May 19, 2017 Friday

Bedtime Story 

Each Russian Doll Empowers Mathematics Incrementally

I shall continue quoting a little bit more on the number theory from ‘Prime Obsession’.

“Each family of members, each Russian doll, is denoted by a hollow letter (technically this kind of typeface style is either called double-struck or blackboard bold.)

ℕ is the family of all natural numbers; ℤ is the integers; ℚ the rationals; and ℝ the reals.

Each family is, in a sense, contained in the next one.

Each expands the power of math.

It lets us do something we couldn’t do with the previous doll.

For example, ℤ allows us to subtract any two numbers and get an answer, which we couldn’t do with ℕ (7 – 12 =?).

Likewise, ℚ let us divide by any number (except zero) and get an answer, which we couldn’t do in ℤ (-7 ÷ 12).

And ℝ opens the door to analysis, the mathematics of limits, because any convergent sequence of numbers in ℝ has a limit in ℝ, a thing not true in ℚ.

Consider this simple series:

 1⁄2 + 1⁄4  + 1⁄9 + 1⁄16…

This series is made up elements from the doll ℚ yet its solution is not in ℚ but in ℝ.

It was in 1735 that Euler found out that this series converges exactly to  𝜋²⁄6.

There are other categories of numbers within, or cutting across, the ℕ, ℤ, ℚ, ℝ, and ℂ schema. 

Prime numbers, to take an obvious case, are a subset of ℕ.

They are very occasionally referred to collectively as ℙ.

There is a very important subset of ℂ called the algebraic numbers, sometimes also given a hollow letter of its own, 𝔸.

An algebraic number is a number that is a zero of some polynomial with coefficients all in ℤ, for example

2x⁷ – 11x⁶ – 4x⁵ + 19x³ - 35x² + 8x – 3

Among the real numbers, every rational number–and, therefore, every integer and natural number, is algebraic; 39541⁄24565 is a zero of 24565x – 39541 (or a solution of 24565x – 39541 = 0, if you prefer the language of equations and solutions to the language of functions and zero). 

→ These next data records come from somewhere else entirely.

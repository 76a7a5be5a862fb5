//! Channel client configuration.

use resolvinator_core::config::{Configurable, EnvOverride, Validatable, ValidationContext, Validator};
use resolvinator_core::error::{ConfigError, NetworkError};
use resolvinator_telemetry::masking::SensitiveDataMasker;
use serde::{Deserialize, Serialize};
use std::collections::BTreeMap;
use std::time::Duration;
use url::Url;

/// Configuration for [`ChannelClient`](crate::channel::ChannelClient).
///
/// # Examples
///
/// ```
/// use resolvinator_gateway::channel::ChannelConfig;
///
/// let config = ChannelConfig::builder()
///     .base_url("api.example.com")
///     .token("t0k3n")
///     .build();
///
/// let url = config.connection_url().unwrap();
/// assert_eq!(
///     url.as_str(),
///     "wss://api.example.com/socket/websocket?token=t0k3n&vsn=2.0.0&client_version=1.0.0"
/// );
/// ```
#[derive(Debug, Clone, PartialEq, Eq, Serialize, Deserialize)]
pub struct ChannelConfig {
    /// Server host or WebSocket base URL.
    pub base_url: String,

    /// Authentication token.
    #[serde(default)]
    pub token: String,

    /// Client version sent in the query string and headers.
    #[serde(default = "default_client_version")]
    pub client_version: String,

    /// Channel protocol version (`vsn`).
    #[serde(default = "default_protocol_version")]
    pub protocol_version: String,

    /// Path of the socket endpoint.
    #[serde(default = "default_socket_path")]
    pub socket_path: String,

    /// Handshake timeout in milliseconds.
    #[serde(default = "default_connect_timeout_ms")]
    pub connect_timeout_ms: u64,

    /// Fixed delay between reconnection attempts in milliseconds.
    #[serde(default = "default_reconnect_interval_ms")]
    pub reconnect_interval_ms: u64,

    /// Automatic reconnection attempts before giving up.
    #[serde(default = "default_max_reconnect_attempts")]
    pub max_reconnect_attempts: u32,

    /// Length of the inbound rate window in milliseconds.
    #[serde(default = "default_rate_limit_window_ms")]
    pub rate_limit_window_ms: u64,

    /// Inbound frames accepted per rate window.
    #[serde(default = "default_rate_limit_max")]
    pub rate_limit_max: u32,

    /// Ceiling on the serialized payload of an inbound frame.
    #[serde(default = "default_max_payload_bytes")]
    pub max_payload_bytes: usize,

    /// Capacity of the event broadcast channel.
    #[serde(default = "default_event_buffer")]
    pub event_buffer: usize,

    /// Capacity of the command queue into the client task.
    #[serde(default = "default_command_buffer")]
    pub command_buffer: usize,

    /// Extra handshake headers.
    #[serde(default)]
    pub headers: BTreeMap<String, String>,
}

fn default_client_version() -> String {
    "1.0.0".to_string()
}

fn default_protocol_version() -> String {
    "2.0.0".to_string()
}

fn default_socket_path() -> String {
    "/socket/websocket".to_string()
}

fn default_connect_timeout_ms() -> u64 {
    10_000
}

fn default_reconnect_interval_ms() -> u64 {
    5_000
}

fn default_max_reconnect_attempts() -> u32 {
    5
}

fn default_rate_limit_window_ms() -> u64 {
    60_000
}

fn default_rate_limit_max() -> u32 {
    100
}

fn default_max_payload_bytes() -> usize {
    1024 * 1024
}

fn default_event_buffer() -> usize {
    1024
}

fn default_command_buffer() -> usize {
    100
}

impl Default for ChannelConfig {
    fn default() -> Self {
        Self {
            base_url: String::new(),
            token: String::new(),
            client_version: default_client_version(),
            protocol_version: default_protocol_version(),
            socket_path: default_socket_path(),
            connect_timeout_ms: default_connect_timeout_ms(),
            reconnect_interval_ms: default_reconnect_interval_ms(),
            max_reconnect_attempts: default_max_reconnect_attempts(),
            rate_limit_window_ms: default_rate_limit_window_ms(),
            rate_limit_max: default_rate_limit_max(),
            max_payload_bytes: default_max_payload_bytes(),
            event_buffer: default_event_buffer(),
            command_buffer: default_command_buffer(),
            headers: BTreeMap::new(),
        }
    }
}

impl ChannelConfig {
    /// Creates a new builder for `ChannelConfig`.
    #[must_use]
    pub fn builder() -> ChannelConfigBuilder {
        ChannelConfigBuilder::default()
    }

    /// Returns the handshake timeout.
    #[must_use]
    pub fn connect_timeout(&self) -> Duration {
        Duration::from_millis(self.connect_timeout_ms)
    }

    /// Returns the reconnection interval.
    #[must_use]
    pub fn reconnect_interval(&self) -> Duration {
        Duration::from_millis(self.reconnect_interval_ms)
    }

    /// Returns the inbound rate window.
    #[must_use]
    pub fn rate_limit_window(&self) -> Duration {
        Duration::from_millis(self.rate_limit_window_ms)
    }

    /// Returns the base URL with a secure scheme.
    ///
    /// A bare host gets `wss://`; `ws://` is upgraded to `wss://` unless
    /// the host is `localhost`. Trailing slashes are dropped.
    #[must_use]
    pub fn normalized_base_url(&self) -> String {
        let base = self.base_url.trim().trim_end_matches('/');
        if let Some(rest) = base.strip_prefix("ws://") {
            if is_localhost(rest) {
                base.to_string()
            } else {
                format!("wss://{rest}")
            }
        } else if base.starts_with("wss://") {
            base.to_string()
        } else {
            format!("wss://{base}")
        }
    }

    /// Builds the socket URL carrying the token and version parameters.
    ///
    /// # Errors
    ///
    /// Returns `NetworkError::InvalidUrl` if the base URL does not parse.
    pub fn connection_url(&self) -> Result<Url, NetworkError> {
        let raw = format!("{}{}", self.normalized_base_url(), self.socket_path);
        let mut url = Url::parse(&raw).map_err(|e| NetworkError::InvalidUrl {
            url: raw.clone(),
            reason: e.to_string(),
        })?;
        url.query_pairs_mut()
            .append_pair("token", &self.token)
            .append_pair("vsn", &self.protocol_version)
            .append_pair("client_version", &self.client_version);
        Ok(url)
    }

    /// Returns the connection URL with the token masked, for logging.
    #[must_use]
    pub fn masked_connection_url(&self) -> String {
        let url = self
            .connection_url()
            .map_or_else(|_| self.normalized_base_url(), String::from);
        SensitiveDataMasker::new().mask_url_param(&url, "token")
    }

    /// Returns the handshake headers: bearer authorization, client version,
    /// content type, then any extras.
    #[must_use]
    pub fn headers(&self) -> Vec<(String, String)> {
        let mut headers = vec![
            ("Authorization".to_string(), format!("Bearer {}", self.token)),
            ("X-Client-Version".to_string(), self.client_version.clone()),
            ("Content-Type".to_string(), "application/json".to_string()),
        ];
        headers.extend(self.headers.iter().map(|(k, v)| (k.clone(), v.clone())));
        headers
    }

    fn validate_with_context(&self, ctx: &mut ValidationContext) {
        let mut validator = Validator::new(ctx);
        validator
            .require_non_empty("base_url", &self.base_url)
            .websocket_url("base_url", &self.base_url)
            .require_non_empty("token", &self.token)
            .require_non_empty("protocol_version", &self.protocol_version)
            .custom(
                "socket_path",
                || self.socket_path.starts_with('/'),
                "Must start with '/'",
            )
            .positive("connect_timeout_ms", &self.connect_timeout_ms)
            .positive("reconnect_interval_ms", &self.reconnect_interval_ms)
            .in_range("max_reconnect_attempts", &self.max_reconnect_attempts, &0, &1_000)
            .positive("rate_limit_window_ms", &self.rate_limit_window_ms)
            .positive("rate_limit_max", &self.rate_limit_max)
            .positive("max_payload_bytes", &self.max_payload_bytes)
            .positive("event_buffer", &self.event_buffer)
            .positive("command_buffer", &self.command_buffer);
    }
}

fn is_localhost(rest: &str) -> bool {
    let host = rest.split(['/', '?']).next().unwrap_or_default();
    let host = host.rsplit_once(':').map_or(host, |(host, _port)| host);
    host.eq_ignore_ascii_case("localhost")
}

impl Validatable for ChannelConfig {
    fn validate(&self) -> Result<(), ConfigError> {
        let mut ctx = ValidationContext::new();
        ctx.enter("channel");
        self.validate_with_context(&mut ctx);
        ctx.exit();
        ctx.into_result()
    }
}

impl Configurable for ChannelConfig {
    fn apply_env_overrides(&mut self, prefix: &str) {
        EnvOverride::apply_string(&format!("{prefix}_BASE_URL"), &mut self.base_url);
        EnvOverride::apply_string(&format!("{prefix}_TOKEN"), &mut self.token);
        EnvOverride::apply_string(&format!("{prefix}_CLIENT_VERSION"), &mut self.client_version);
        EnvOverride::apply_number(
            &format!("{prefix}_RECONNECT_INTERVAL_MS"),
            &mut self.reconnect_interval_ms,
        );
        EnvOverride::apply_number(
            &format!("{prefix}_MAX_RECONNECT_ATTEMPTS"),
            &mut self.max_reconnect_attempts,
        );
        EnvOverride::apply_map(&format!("{prefix}_HEADERS"), &mut self.headers);
    }

    fn env_var_names(prefix: &str) -> Vec<String> {
        [
            "BASE_URL",
            "TOKEN",
            "CLIENT_VERSION",
            "RECONNECT_INTERVAL_MS",
            "MAX_RECONNECT_ATTEMPTS",
            "HEADERS",
        ]
        .iter()
        .map(|name| format!("{prefix}_{name}"))
        .collect()
    }
}

/// Builder for `ChannelConfig`.
#[derive(Debug, Default)]
pub struct ChannelConfigBuilder {
    config: ChannelConfig,
}

impl ChannelConfigBuilder {
    /// Sets the server host or base URL.
    #[must_use]
    pub fn base_url(mut self, url: impl Into<String>) -> Self {
        self.config.base_url = url.into();
        self
    }

    /// Sets the authentication token.
    #[must_use]
    pub fn token(mut self, token: impl Into<String>) -> Self {
        self.config.token = token.into();
        self
    }

    /// Sets the client version.
    #[must_use]
    pub fn client_version(mut self, version: impl Into<String>) -> Self {
        self.config.client_version = version.into();
        self
    }

    /// Sets the socket path.
    #[must_use]
    pub fn socket_path(mut self, path: impl Into<String>) -> Self {
        self.config.socket_path = path.into();
        self
    }

    /// Sets the handshake timeout.
    #[must_use]
    pub fn connect_timeout(mut self, timeout: Duration) -> Self {
        self.config.connect_timeout_ms = duration_ms(timeout);
        self
    }

    /// Sets the reconnection interval.
    #[must_use]
    pub fn reconnect_interval(mut self, interval: Duration) -> Self {
        self.config.reconnect_interval_ms = duration_ms(interval);
        self
    }

    /// Sets the number of automatic reconnection attempts.
    #[must_use]
    pub fn max_reconnect_attempts(mut self, attempts: u32) -> Self {
        self.config.max_reconnect_attempts = attempts;
        self
    }

    /// Sets the inbound rate limit.
    #[must_use]
    pub fn rate_limit(mut self, max_frames: u32, window: Duration) -> Self {
        self.config.rate_limit_max = max_frames;
        self.config.rate_limit_window_ms = duration_ms(window);
        self
    }

    /// Sets the inbound payload ceiling.
    #[must_use]
    pub fn max_payload_bytes(mut self, bytes: usize) -> Self {
        self.config.max_payload_bytes = bytes;
        self
    }

    /// Sets the event channel capacity.
    #[must_use]
    pub fn event_buffer(mut self, capacity: usize) -> Self {
        self.config.event_buffer = capacity;
        self
    }

    /// Adds a handshake header.
    #[must_use]
    pub fn header(mut self, key: impl Into<String>, value: impl Into<String>) -> Self {
        self.config.headers.insert(key.into(), value.into());
        self
    }

    /// Builds the `ChannelConfig`.
    #[must_use]
    pub fn build(self) -> ChannelConfig {
        self.config
    }
}

fn duration_ms(duration: Duration) -> u64 {
    u64::try_from(duration.as_millis()).unwrap_or(u64::MAX)
}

An irrational number might or might not be algebraic.

Those that are not are called transcendental.

Both 𝑒 and 𝜋 are transcendental, as proved by, respectively, Hermite in 1873 and Ferdinand von Lindemann in 1882.”

This is a most wonderful account of numbers that I have ever come across till date and hence thought of sharing with you.

It also forms a part of our story line too as we were talking about one-to-one correspondence between different types of infinities such as natural number, integers and real numbers.

(They are all infinite sets).

Stay tuned to the voice of an average story storytelling chimpanzee or login at http://panarrans.blogspot.in/

                              

Good night mon ami and my fellow cousin ape.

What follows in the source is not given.